▶ [Task item] Exactly as written, restate the material below from its first line through the line containing "use thiserror::Error;", and stop there.

▶ [Task data]
══════════════════════════════
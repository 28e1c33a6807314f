mod config;
mod deployment;
mod descriptor;
mod digest;
mod error;
mod history;
mod queue;

pub use config::{Settings, DEFAULT_SETTINGS_FILE};
pub use deployment::Deployment;
pub use descriptor::{HeaderLine, RunMode, ScriptDescriptor};
pub use digest::sha256_hex_file;
pub use error::{DeploymentError, HeaderError, HistoryError, QueueError};
pub use history::History;
pub use queue::{build_queue, QueueReport, SkipReason, SkippedEntry};
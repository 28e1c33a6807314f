use std::io;
use std::path::PathBuf;

use thiserror::Error;

/// Validation failures for one step file's comment header.
#[derive(Debug, Error)]
pub enum HeaderError {
    #[error("step '{}' is missing required header '{field}'", path.display())]
    MissingField { path: PathBuf, field: &'static str },
    #[error("step '{}' has invalid run mode '{value}': expected 'once' or 'always'", path.display())]
    InvalidRunMode { path: PathBuf, value: String },
    #[error("step '{}' declares an empty apply list", path.display())]
    EmptyApplyList { path: PathBuf },
    #[error("failed to read step '{}'", path.display())]
    Read {
        path: PathBuf,
        #[source]
        source: io::Error,
    },
}

#[derive(Debug, Error)]
pub enum DeploymentError {
    #[error("failed to read deployment configuration '{}'", path.display())]
    Unreadable {
        path: PathBuf,
        #[source]
        source: io::Error,
    },
}

#[derive(Debug, Error)]
pub enum HistoryError {
    #[error("failed to read history file '{}'", path.display())]
    Read {
        path: PathBuf,
        #[source]
        source: io::Error,
    },
    #[error("failed to record '{step}' in history file '{}'", path.display())]
    Append {
        path: PathBuf,
        step: String,
        #[source]
        source: io::Error,
    },
}

#[derive(Debug, Error)]
pub enum QueueError {
    #[error(transparent)]
    Header(#[from] HeaderError),
    #[error("failed to list step directory '{}'", dir.display())]
    ListDir {
        dir: PathBuf,
        #[source]
        source: io::Error,
    },
    #[error("failed to inspect step entry '{}'", path.display())]
    Inspect {
        path: PathBuf,
        #[source]
        source: io::Error,
    },
}
use anyhow::Context;
use stepup_core::{build_queue, Deployment, History, Settings};

use crate::error::{render_error_chain, ExitStatus, FatalError};
use crate::log::RunLog;
use crate::prompt;
use crate::render;
use crate::runner::{self, RunOptions, RunOutcome};
use crate::services;
use crate::{completion, Cli};

/// Drives one invocation end to end and yields the exit status:
/// options are already parsed, so this walks root check, queue building,
/// then describe or the service/step phases.
pub fn run(cli: Cli) -> ExitStatus {
    if let Some(shell) = cli.completions {
        completion::print_completions(shell);
        return ExitStatus::Success;
    }

    // Settings and the root check precede log setup; their failures can
    // only go to stderr.
    let settings = match Settings::load(cli.config.as_deref()) {
        Ok(settings) => settings,
        Err(err) => return report_fatal(&FatalError::General(err), None, cli.quiet, cli.trace),
    };
    if !cli.skip_root_check && !nix::unistd::Uid::effective().is_root() {
        return report_fatal(&FatalError::NotRoot, None, cli.quiet, cli.trace);
    }

    let style = render::current_output_style(cli.quiet);
    let (mut log, warning) = RunLog::open(&settings.log_file, cli.quiet, style);
    if let Some(warning) = warning {
        eprintln!("warning: {warning}");
    }

    match run_inner(&cli, &settings, &mut log) {
        Ok(outcome) => outcome_status(outcome),
        Err(err) => report_fatal(&err, Some(&mut log), cli.quiet, cli.trace),
    }
}

fn run_inner(cli: &Cli, settings: &Settings, log: &mut RunLog) -> Result<RunOutcome, FatalError> {
    let deployment = match cli.deployment {
        Some(deployment) => deployment,
        None => Deployment::detect(&settings.deployment_file)?,
    };
    log.message(&format!("Target deployment: {}", deployment.as_str()));

    let mut history = History::load(&settings.history_file)?;
    let report = build_queue(&settings.scripts_dir, deployment, &history)?;
    for entry in &report.skipped {
        log.status(
            "skipping",
            &format!("{} ({})", entry.path.display(), entry.reason.as_str()),
        );
    }

    if cli.describe || cli.json {
        if cli.json {
            // Machine output: straight to stdout, bypassing quiet and the log.
            let rendered = serde_json::to_string_pretty(&report.steps)
                .context("failed to render steps as JSON")?;
            println!("{rendered}");
        } else {
            runner::describe_steps(&report.steps, log);
        }
        return Ok(RunOutcome::Completed);
    }

    if cli.autostop {
        if cli.dry_run {
            log.status("dry-run", "would stop managed services");
        } else {
            log.status("services", "stopping managed services");
            services::run_service_command(&settings.stop_command)
                .map_err(FatalError::ServiceStop)?;
        }
    }
    if !cli.skip_service_check {
        if cli.dry_run {
            log.status("dry-run", "would verify managed services are stopped");
        } else {
            services::run_service_command(&settings.status_command)
                .map_err(FatalError::ServicesRunning)?;
            log.status("services", "all managed services are stopped");
        }
    }

    let options = RunOptions {
        dry_run: cli.dry_run,
        assume_yes: cli.assumeyes,
    };
    runner::run_steps(&report.steps, &mut history, settings, &options, log, |step| {
        prompt::prompt_step_decision(&step.name)
    })
}

pub(crate) fn outcome_status(outcome: RunOutcome) -> ExitStatus {
    match outcome {
        RunOutcome::Completed => ExitStatus::Success,
        RunOutcome::Declined | RunOutcome::StepFailed => ExitStatus::Interrupted,
        RunOutcome::StepKilled => ExitStatus::ExternallyStopped,
    }
}

/// Prints the fixed taxonomy label (always), the human-readable chain
/// (unless quiet), and the debug representation (with --trace).
fn report_fatal(
    err: &FatalError,
    log: Option<&mut RunLog>,
    quiet: bool,
    trace: bool,
) -> ExitStatus {
    let status = err.exit_status();
    eprintln!("stepup: {} (exit {})", status.label(), status.code());
    if !quiet {
        eprintln!("error: {}", render_error_chain(err));
    }
    if trace {
        eprintln!("{err:?}");
    }
    if let Some(log) = log {
        log.record(&format!(
            "fatal: {} ({})",
            status.label(),
            render_error_chain(err)
        ));
    }
    status
}
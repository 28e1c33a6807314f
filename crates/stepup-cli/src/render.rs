use std::io::IsTerminal;

use anstyle::{AnsiColor, Effects, Style};
use indicatif::{ProgressBar, ProgressStyle};

#[derive(Copy, Clone, Debug, Eq, PartialEq)]
pub enum OutputStyle {
    Plain,
    Rich,
}

pub fn current_output_style(quiet: bool) -> OutputStyle {
    if !quiet && std::io::stdout().is_terminal() {
        OutputStyle::Rich
    } else {
        OutputStyle::Plain
    }
}

fn status_style(status: &str) -> Style {
    let color = match status {
        "done" | "services" => AnsiColor::Green,
        "running" | "dry-run" => AnsiColor::Cyan,
        "skipped" | "skipping" | "stopped" => AnsiColor::Yellow,
        "failed" => AnsiColor::Red,
        _ => return Style::new(),
    };
    Style::new().fg_color(Some(color.into())).effects(Effects::BOLD)
}

pub fn colorize(style: Style, text: &str) -> String {
    format!("{}{}{}", style.render(), text, style.render_reset())
}

pub fn render_status_line(style: OutputStyle, status: &str, message: &str) -> String {
    match style {
        OutputStyle::Plain => format!("{status}: {message}"),
        OutputStyle::Rich => format!("{}: {message}", colorize(status_style(status), status)),
    }
}

/// A step counter for the execute loop; `None` outside rich mode so plain
/// and quiet runs stay line-oriented.
pub fn step_progress(style: OutputStyle, total: u64) -> Option<ProgressBar> {
    if style != OutputStyle::Rich {
        return None;
    }
    let bar = ProgressBar::new(total.max(1));
    if let Ok(template) =
        ProgressStyle::with_template("{msg:<24} [{bar:20.cyan/blue}] {pos:>2}/{len:2}")
    {
        bar.set_style(template.progress_chars("=>-"));
    }
    Some(bar)
}
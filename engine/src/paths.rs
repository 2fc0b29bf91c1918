use std::path::{Component, Path, PathBuf};

/// Lexically normalize a path: drop `.` components and fold `..` into its parent.
///
/// `..` above the root stays at the root; leading `..` of a relative path is kept.
#[must_use]
pub fn normalize_path(path: &str) -> String {
    let mut out = PathBuf::new();
    for component in Path::new(path).components() {
        match component {
            Component::CurDir => {}
            Component::ParentDir => match out.components().next_back() {
                Some(Component::Normal(_)) => {
                    out.pop();
                }
                Some(Component::RootDir | Component::Prefix(_)) => {}
                _ => out.push(".."),
            },
            other => out.push(other.as_os_str()),
        }
    }

    if out.as_os_str().is_empty() {
        return ".".to_string();
    }
    out.to_string_lossy().into_owned()
}

/// Path with symlinks resolved, or the input unchanged when it cannot be resolved.
#[must_use]
pub fn resolve_symlinks(path: &str) -> String {
    std::fs::canonicalize(path)
        .map(|resolved| resolved.to_string_lossy().into_owned())
        .unwrap_or_else(|_| path.to_string())
}
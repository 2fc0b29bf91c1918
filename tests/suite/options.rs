//! `textDocument/sourceKitOptions` hits, misses and stale entries.

use std::collections::BTreeMap;
use std::sync::Arc;

use serde_json::{Value, json};
use xcode_bsp_store::{ArgumentStore, InMemoryArgumentStore};

use crate::common::{FixtureProject, RecordingTrigger, ServerBuilder, args, swift_file};

const APP: &str = "xcode://p?scheme=App";

fn options_params(file: &str) -> Value {
    json!({
        "language": "swift",
        "textDocument": {"uri": format!("file://{file}")},
        "target": {"uri": APP}
    })
}

#[tokio::test]
async fn miss_falls_back_to_prepared_arguments() {
    let store = Arc::new(InMemoryArgumentStore::new());
    store
        .update_args(
            &BTreeMap::from([(
                "/p/Generated.swift".to_string(),
                args(&["swiftc", "-working-directory", "/w"]),
            )]),
            "App",
        )
        .unwrap();
    let trigger = Arc::new(RecordingTrigger::default());
    let project = FixtureProject::new().with_file("App", "App", "/p/File.swift", swift_file(&["swiftc"]));
    let mut server = ServerBuilder::new(project)
        .store(store)
        .trigger(Arc::clone(&trigger))
        .start();

    let response = server
        .request(1, "textDocument/sourceKitOptions", options_params("/p/Generated.swift"))
        .await;

    assert_eq!(
        response["result"]["compilerArguments"],
        json!(["swiftc", "-working-directory", "/w"])
    );
    assert_eq!(response["result"]["workingDirectory"], "/w");
    assert_eq!(trigger.reasons(), vec![format!("sourceKitOptions-miss:{APP}")]);
}

#[tokio::test]
async fn miss_without_stored_arguments_is_empty() {
    let trigger = Arc::new(RecordingTrigger::default());
    let project = FixtureProject::new().with_file("App", "App", "/p/File.swift", swift_file(&["swiftc"]));
    let mut server = ServerBuilder::new(project).trigger(Arc::clone(&trigger)).start();

    let response = server
        .request(1, "textDocument/sourceKitOptions", options_params("/p/Unknown.swift"))
        .await;

    assert_eq!(response["result"], json!({"compilerArguments": []}));
    assert_eq!(trigger.reasons(), vec![format!("sourceKitOptions-miss:{APP}")]);
}

#[tokio::test]
async fn missing_module_map_answers_empty_and_refreshes() {
    let trigger = Arc::new(RecordingTrigger::default());
    let project = FixtureProject::new().with_file(
        "App",
        "App",
        "/p/File.swift",
        swift_file(&[
            "swiftc",
            "-Xcc",
            "-fmodule-map-file=/nonexistent/derived/Module.modulemap",
        ]),
    );
    let mut server = ServerBuilder::new(project).trigger(Arc::clone(&trigger)).start();

    let response = server
        .request(1, "textDocument/sourceKitOptions", options_params("/p/File.swift"))
        .await;

    assert_eq!(response["result"]["compilerArguments"], json!([]));
    assert_eq!(
        trigger.reasons(),
        vec![format!("sourceKitOptions-stale-paths:{APP}")]
    );
}

#[tokio::test]
async fn non_file_document_is_empty_without_refresh() {
    let trigger = Arc::new(RecordingTrigger::default());
    let project = FixtureProject::new().with_file("App", "App", "/p/File.swift", swift_file(&["swiftc"]));
    let mut server = ServerBuilder::new(project).trigger(Arc::clone(&trigger)).start();

    let response = server
        .request(
            1,
            "textDocument/sourceKitOptions",
            json!({
                "textDocument": {"uri": "untitled:Untitled-1"},
                "target": {"uri": APP}
            }),
        )
        .await;

    assert_eq!(response["result"]["compilerArguments"], json!([]));
    assert!(trigger.reasons().is_empty());
}

#[tokio::test]
async fn register_for_changes_accepts_missing_params() {
    let mut server = ServerBuilder::new(FixtureProject::new()).start();

    let registered = server
        .request(
            1,
            "textDocument/registerForChanges",
            json!({"action": "register", "uri": "file:///p/File.swift"}),
        )
        .await;
    let bare = server.request(2, "textDocument/registerForChanges", Value::Null).await;

    assert_eq!(registered["result"], Value::Null);
    assert_eq!(bare["result"], Value::Null);
}
use xcode_bsp_types::bsp::DidChangeWatchedFilesParams;

use crate::context::ServerContext;

pub(super) fn did_change_watched_files(ctx: &ServerContext, params: &DidChangeWatchedFilesParams) {
    let uris = params.changes.iter().map(|change| change.uri.as_str());
    if !ctx.watch_filter.has_relevant_change(uris) {
        tracing::debug!(
            "didChangeWatchedFiles ignored {} irrelevant changes",
            params.changes.len()
        );
        return;
    }

    tracing::debug!(
        "didChangeWatchedFiles: {} changes, invalidating build graph",
        params.changes.len()
    );
    ctx.graph.invalidate();
    ctx.refresh.request_refresh("didChangeWatchedFiles");
}
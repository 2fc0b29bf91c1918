use std::fmt;

use serde::{Deserialize, Serialize};

/// JSON-RPC request identifier.
///
/// The protocol allows either a string or an integer; the server echoes whichever
/// form the client sent.
#[derive(Debug, Clone, PartialEq, Eq, Hash, Serialize, Deserialize)]
#[serde(untagged)]
pub enum JsonRpcId {
    String(String),
    Int(i64),
}

impl fmt::Display for JsonRpcId {
    fn fmt(&self, f: &mut fmt::Formatter<'_>) -> fmt::Result {
        match self {
            JsonRpcId::String(value) => f.write_str(value),
            JsonRpcId::Int(value) => write!(f, "{value}"),
        }
    }
}

impl From<i64> for JsonRpcId {
    fn from(value: i64) -> Self {
        JsonRpcId::Int(value)
    }
}

impl From<&str> for JsonRpcId {
    fn from(value: &str) -> Self {
        JsonRpcId::String(value.to_string())
    }
}
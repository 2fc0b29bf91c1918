//! State shared by request handlers across the connection.

use std::collections::{BTreeMap, BTreeSet};
use std::sync::{Mutex, MutexGuard, PoisonError};

use tokio::sync::Notify;
use xcode_bsp_types::CompilerOptions;

use crate::graph::BuildGraphRefresh;

/// Refresh results not yet announced to the client.
#[derive(Debug, Clone, Default, PartialEq, Eq)]
pub struct PendingChanges {
    /// Sorted.
    pub changed_target_uris: Vec<String>,
    pub changed_options_by_file_path: BTreeMap<String, CompilerOptions>,
}

impl PendingChanges {
    #[must_use]
    pub fn is_empty(&self) -> bool {
        self.changed_target_uris.is_empty() && self.changed_options_by_file_path.is_empty()
    }
}

#[derive(Debug, Default)]
struct Inner {
    registered_uris: BTreeSet<String>,
    anonymous_registrations: usize,
    pending_updates: usize,
    changed_target_uris: BTreeSet<String>,
    changed_options_by_file_path: BTreeMap<String, CompilerOptions>,
    shutdown_received: bool,
}

/// Update depth, document registrations, pending notifications and the shutdown flag.
///
/// The lock is only held for field updates, never across an await.
#[derive(Debug, Default)]
pub struct BuildSystemState {
    inner: Mutex<Inner>,
    idle: Notify,
}

impl BuildSystemState {
    #[must_use]
    pub fn new() -> Self {
        Self::default()
    }

    fn lock(&self) -> MutexGuard<'_, Inner> {
        self.inner.lock().unwrap_or_else(PoisonError::into_inner)
    }

    pub fn begin_update(&self) {
        self.lock().pending_updates += 1;
    }

    /// Leave an update; the last one out wakes every idle waiter.
    pub fn end_update(&self) {
        let idle = {
            let mut inner = self.lock();
            inner.pending_updates = inner.pending_updates.saturating_sub(1);
            inner.pending_updates == 0
        };
        if idle {
            self.idle.notify_waiters();
        }
    }

    #[must_use]
    pub fn pending_updates(&self) -> usize {
        self.lock().pending_updates
    }

    /// Resolve once no update is in flight.
    pub async fn wait_for_idle(&self) {
        loop {
            let notified = self.idle.notified();
            tokio::pin!(notified);
            // Register before checking so a concurrent `end_update` cannot be missed.
            notified.as_mut().enable();
            if self.lock().pending_updates == 0 {
                return;
            }
            notified.await;
        }
    }

    /// `unregister` (any case) removes; anything else registers. Without a uri the
    /// anonymous count is adjusted instead.
    pub fn update_registration(&self, action: Option<&str>, uri: Option<&str>) {
        let unregister = action.is_some_and(|a| a.eq_ignore_ascii_case("unregister"));
        let mut inner = self.lock();
        match (unregister, uri) {
            (true, Some(uri)) => {
                inner.registered_uris.remove(uri);
            }
            (true, None) => {
                inner.anonymous_registrations = inner.anonymous_registrations.saturating_sub(1);
            }
            (false, Some(uri)) => {
                inner.registered_uris.insert(uri.to_string());
            }
            (false, None) => inner.anonymous_registrations += 1,
        }
    }

    #[must_use]
    pub fn has_registered_documents(&self) -> bool {
        let inner = self.lock();
        !inner.registered_uris.is_empty() || inner.anonymous_registrations > 0
    }

    /// Sorted.
    #[must_use]
    pub fn registered_document_uris(&self) -> Vec<String> {
        self.lock().registered_uris.iter().cloned().collect()
    }

    /// Accumulate a refresh's changes; later options for a path replace earlier ones.
    pub fn record_refresh_changes(&self, refresh: &BuildGraphRefresh) {
        let mut inner = self.lock();
        inner
            .changed_target_uris
            .extend(refresh.changed_target_uris.iter().cloned());
        for (path, options) in &refresh.changed_options_by_file_path {
            inner
                .changed_options_by_file_path
                .insert(path.clone(), options.clone());
        }
    }

    /// Take and clear the accumulated changes.
    pub fn drain_pending_changes(&self) -> PendingChanges {
        let mut inner = self.lock();
        PendingChanges {
            changed_target_uris: std::mem::take(&mut inner.changed_target_uris)
                .into_iter()
                .collect(),
            changed_options_by_file_path: std::mem::take(&mut inner.changed_options_by_file_path),
        }
    }

    pub fn mark_shutdown_received(&self) {
        self.lock().shutdown_received = true;
    }

    #[must_use]
    pub fn has_received_shutdown(&self) -> bool {
        self.lock().shutdown_received
    }
}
══════════════════════════════
▶ [Result of this exercise]
repository 28e1c33a6807314f
mod config;
mod deployment;
mod descriptor;
mod digest;
mod error;
mod history;
mod queue;

pub use config::{Settings, DEFAULT_SETTINGS_FILE};
pub use deployment::Deployment;
pub use descriptor::{HeaderLine, RunMode, ScriptDescriptor};
pub use digest::sha256_hex_file;
pub use error::{DeploymentError, HeaderError, HistoryError, QueueError};
pub use history::History;
pub use queue::{build_queue, QueueReport, SkipReason, SkippedEntry};
repository 28e1c33a6807314f
use std::io;
use std::path::PathBuf;

use thiserror::Error;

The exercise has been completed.